Results: Our comparison of high vs low imagery conditions closely replicated previous findings. There was a multivariate effect of group (p=.001), but not imagery × group (p=.521). Univariate tests showed that average task activation in left inferior frontal gyrus and supplementary motor area had abnormally high HFA activity; OO activation fell between TD and HFA, and did not significantly differ from TD or HFA. Groups differed in right postcentral/inferior parietal lobule (IPL) and bilateral posterior superior temporal gyrus (BA 37) activation. In the latter regions, TD’s either showed no activity or “deactivated” to sentence stimuli, while OO showed abnormally high activation (even greater than HFA hyper-activation). Supplemental analyses found several additional group effects throughout the brain when examining either high imagery or low imagery conditions.
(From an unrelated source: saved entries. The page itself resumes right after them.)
//! Error types for lazybrush-maxflow

use thiserror::Error;

/// Errors raised while building or solving a flow graph
#[derive(Debug, Error, PartialEq, Eq)]
pub enum FlowError {
    /// An edge or terminal references a node that was never added
    #[error("node {node} out of range (graph has {count} nodes)")]
    NodeOutOfRange { node: usize, count: usize },

    /// Capacities must be non-negative
    #[error("negative capacity {0}")]
    NegativeCapacity(i32),

    /// The graph cannot be extended once `maxflow` has run
    #[error("graph is frozen after maxflow")]
    Frozen,
}

/// Result type for flow operations
pub type FlowResult<T> = Result<T, FlowError>;
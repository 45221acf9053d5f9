//! Account form state and validation.
//!
//! # Design
//! - Mirror the server's sign-up rules client-side so most rejections
//!   never leave the browser.
//! - Return the first failing field's message; the pages render one
//!   error line at a time.

use clipstream_api_models::{Gender, SignInRequest, SignUpRequest};

const USERNAME_MIN: usize = 4;
const PASSWORD_MIN: usize = 8;

pub(crate) fn parse_username(value: &str) -> Result<String, String> {
    let trimmed = value.trim();
    if trimmed.is_empty() {
        return Err("username is required".to_string());
    }
    if trimmed.chars().count() < USERNAME_MIN {
        return Err(format!("username must be at least {USERNAME_MIN} characters"));
    }
    Ok(trimmed.to_string())
}

pub(crate) fn parse_password(value: &str) -> Result<String, String> {
    if value.is_empty() {
        return Err("password is required".to_string());
    }
    if value.chars().count() < PASSWORD_MIN {
        return Err(format!("password must be at least {PASSWORD_MIN} characters"));
    }
    Ok(value.to_string())
}

pub(crate) fn parse_email(value: &str) -> Result<String, String> {
    let trimmed = value.trim();
    let valid = trimmed
        .split_once('@')
        .is_some_and(|(local, domain)| !local.is_empty() && domain.contains('.'));
    if valid {
        Ok(trimmed.to_string())
    } else {
        Err("a valid email address is required".to_string())
    }
}

pub(crate) fn parse_required(field: &str, value: &str) -> Result<String, String> {
    let trimmed = value.trim();
    if trimmed.is_empty() {
        return Err(format!("{field} is required"));
    }
    Ok(trimmed.to_string())
}

/// Parse a gender select control value.
#[must_use]
pub fn parse_gender(value: &str) -> Gender {
    match value {
        "FEMALE" => Gender::Female,
        _ => Gender::Male,
    }
}

/// Mutable sign-up form state.
#[derive(Clone, Debug, PartialEq, Eq)]
pub struct SignUpFormState {
    /// Login identifier.
    pub username: String,
    /// Account email address.
    pub email: String,
    /// Plain-text password.
    pub password: String,
    /// Display name.
    pub nick_name: String,
    /// Birth date in `YYYY-MM-DD` form.
    pub birth_date: String,
    /// Contact phone number.
    pub phone_number: String,
    /// Gender selection.
    pub gender: Gender,
    /// Postal code.
    pub zip_code: String,
    /// Primary address line.
    pub address1: String,
    /// Secondary address line.
    pub address2: String,
}

impl Default for SignUpFormState {
    fn default() -> Self {
        Self {
            username: String::new(),
            email: String::new(),
            password: String::new(),
            nick_name: String::new(),
            birth_date: String::new(),
            phone_number: String::new(),
            gender: Gender::Male,
            zip_code: String::new(),
            address1: String::new(),
            address2: String::new(),
        }
    }
}

impl SignUpFormState {
    /// Convert the form into a sign-up payload.
    ///
    /// # Errors
    /// Returns the first failing field's message.
    pub fn to_request(&self) -> Result<SignUpRequest, String> {
        let address2 = self.address2.trim();
        Ok(SignUpRequest {
            username: parse_username(&self.username)?,
            email: parse_email(&self.email)?,
            password: parse_password(&self.password)?,
            nick_name: parse_required("nickname", &self.nick_name)?,
            birth_date: parse_required("birth date", &self.birth_date)?,
            phone_number: parse_required("phone number", &self.phone_number)?,
            gender: self.gender,
            zip_code: parse_required("zip code", &self.zip_code)?,
            address1: parse_required("address", &self.address1)?,
            address2: if address2.is_empty() {
                None
            } else {
                Some(address2.to_string())
            },
        })
    }
}

/// Mutable sign-in form state.
#[derive(Clone, Debug, PartialEq, Eq, Default)]
pub struct SignInFormState {
    /// Login identifier.
    pub username: String,
    /// Plain-text password.
    pub password: String,
}

impl SignInFormState {
    /// Convert the form into a sign-in payload.
    ///
    /// # Errors
    /// Returns an error when either field is blank.
    pub fn to_request(&self) -> Result<SignInRequest, String> {
        let username = parse_required("username", &self.username)?;
        if self.password.is_empty() {
            return Err("password is required".to_string());
        }
        Ok(SignInRequest {
            username,
            password: self.password.clone(),
        })
    }
}

#[cfg(test)]
mod tests {
    use super::{
        SignInFormState, SignUpFormState, parse_email, parse_gender, parse_password,
        parse_username,
    };
    use clipstream_api_models::Gender;

    fn filled() -> SignUpFormState {
        SignUpFormState {
            username: "otterfan".to_string(),
            email: "otter@example.com".to_string(),
            password: "hunter2hunter2".to_string(),
            nick_name: "Otter Fan".to_string(),
            birth_date: "1999-12-31".to_string(),
            phone_number: "010-1234-5678".to_string(),
            gender: Gender::Female,
            zip_code: "04524".to_string(),
            address1: "1 Sample St".to_string(),
            address2: String::new(),
        }
    }

    #[test]
    fn username_requires_four_characters() {
        assert!(parse_username("abc").is_err());
        assert!(parse_username(" abcd ").is_ok());
    }

    #[test]
    fn password_requires_eight_characters() {
        assert!(parse_password("seven77").is_err());
        assert!(parse_password("eight888").is_ok());
    }

    #[test]
    fn email_shape_is_checked() {
        assert!(parse_email("not-an-email").is_err());
        assert!(parse_email("@example.com").is_err());
        assert!(parse_email("user@host").is_err());
        assert!(parse_email("user@example.com").is_ok());
    }

    #[test]
    fn gender_parses_select_values() {
        assert_eq!(parse_gender("FEMALE"), Gender::Female);
        assert_eq!(parse_gender("MALE"), Gender::Male);
        assert_eq!(parse_gender(""), Gender::Male);
    }

    #[test]
    fn complete_form_converts() {
        let request = filled().to_request().expect("request should parse");
        assert_eq!(request.username, "otterfan");
        assert_eq!(request.nick_name, "Otter Fan");
        assert!(request.address2.is_none());
    }

    #[test]
    fn first_failing_field_reports() {
        let form = SignUpFormState {
            username: "ab".to_string(),
            ..filled()
        };
        let err = form.to_request().expect_err("short username");
        assert!(err.contains("username"));
    }

    #[test]
    fn optional_address_line_is_kept_when_present() {
        let form = SignUpFormState {
            address2: "  Unit 4  ".to_string(),
            ..filled()
        };
        let request = form.to_request().expect("request should parse");
        assert_eq!(request.address2.as_deref(), Some("Unit 4"));
    }

    #[test]
    fn sign_in_form_requires_both_fields() {
        assert!(SignInFormState::default().to_request().is_err());
        let ok = SignInFormState {
            username: "otterfan".to_string(),
            password: "hunter2hunter2".to_string(),
        };
        assert!(ok.to_request().is_ok());
    }
}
The majority of these differences outside of a priori ROIsoccurred near the edges of activated regions, implicating additional ASD abnormality in the extent of activated cortex.
Conclusions: In addition to partially replicating previously reported findings, novel results include the finding that ASD youth with optimal outcomes have partial normalization of abnormal activity observed in HFA, including prefrontal cortex activation in Broca’s region and supplementary motor area during sentence comprehension. In addition, OO show exaggerated hyper-activation, greater than both TD and HFA, in posterior brain regions, including those involved with visuospatial processing (right IPL) and object recognition (posterior inferior temporal). The results suggest that during language processing, regardless of visual imagery, activation in the OO group is linked to a mixture of normalization of function in frontal regions and possibly to compensatory over-activation in posterior regions.